HMRC does not collect data centrally on all requests for permission to take up outside appointments. Requests are decided by the applicant's manager based on rules relating to outside employment set out in HMRC's Code of Conduct. The manager keeps a record of the application and decision on the applicant's personnel file.

Because of the large number of officers who have been engaged on cases within the High Risk Corporates Programme (HRCP) in various capacities, it is not possible to provide a definitive number for those who have left the Department. A number of officers are known to have left to join accountancy firms or the tax departments of commercial companies having worked on HRCP cases at some point. Tax experts recruited on fixed term appointments will naturally move to such posts on leaving HMRC as part of their professional careers.

5. Q407: Mr Umunna:  Could you provide us with the aggregate value of claims brought in court in relation to the high-risk corporates programme and the aggregate value of the sums for which those relevant cases were settled for each of the last five years?

Since its inception, the High Risk Corporates Programme (HRCP) has generated in excess of £9 billion in additional tax which was not offered by the companies in their self assessments, whilst settling over 1,500 open tax issues.

Issues are always settled in accordance with the Litigation & Settlement Strategy (LSS). The bulk of this additional yield has resulted from the settlement of issues prior to litigation coming before the Tribunals or Courts. In some cases HMRC has agreed with the customer at the conclusion of the active HRCP process that litigation should commence or continue. Indeed, in recent months, the HRCP Board has decided that litigation should commence in relation to a number of corporates across a range of issues where the total tax under consideration is close to £1 billion.

Only a handful of the issues settled (fewer than 10) have been subject to litigation in the Tax Tribunal or the Special Commissioners before the case as a whole was settled. It is therefore not possible to make the sort of aggregate comparison that has been requested. In the few cases that have been litigated during the HRCP process, some have resulted in a successful appeal by the company; in others, HMRC's arguments were accepted.
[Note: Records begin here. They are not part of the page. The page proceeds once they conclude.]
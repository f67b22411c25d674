//! Abstract operations.

use std::marker::PhantomData;

/// Operation to select a value.
#[derive(Clone, Copy, Debug)]
pub struct Select<T>(pub T);

/// Operation to search for a value in an external source.
#[derive(Clone, Copy, Debug)]
pub struct Search<T>(pub T);

/// Operation to perform a value.
#[derive(Clone, Copy, Debug)]
pub struct Perform<T>(pub T);

/// Selector of `W` by `B`.
#[derive(Clone, Copy, Debug)]
pub struct By<W, B> {
    /// Type of the value to select.
    _what: PhantomData<W>,

    /// Value to select by.
    by: B,
}

impl<W, B> By<W, B> {
    /// Creates a new [`By`] with the given value.
    #[must_use]
    pub fn new(by: B) -> Self {
        Self {
            _what: PhantomData,
            by,
        }
    }

    /// Returns a reference to the inner value.
    #[must_use]
    pub fn as_inner(&self) -> &B {
        &self.by
    }

    /// Consumes this [`By`] and returns the inner value.
    #[must_use]
    pub fn into_inner(self) -> B {
        self.by
    }
}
In all such instances, HMRC believes that the final settlement reached was fully in line with the Tribunal's or Special Commissioners' determinations. Where HMRC has decided not to take an appeal further, this decision was made in accordance with the normal LSS process, that was, based on the judgement that a further appeal would be unlikely to succeed.

The only differences identified by HMRC, therefore, between amounts "claimed in court" and the amounts for which issues were settled in HRCP cases, have arisen directly from the decisions of the appeal bodies themselves.

6. Q413: Mr Umunna:  Now, in relation to Goldmans, there are serious allegations which have been made in the media in relation to HMRC settling this case and also in relation to Mr Hartnett in particular. Would you consider as an organisation publishing or providing to us information about that case so that the public can be assured that the proper procedures have been followed?

7. Q415: Mr Umunna:  Could you also tell us in relation to the particular case that I have raised whether the internal procedures were met in relation to the Goldman's settlement?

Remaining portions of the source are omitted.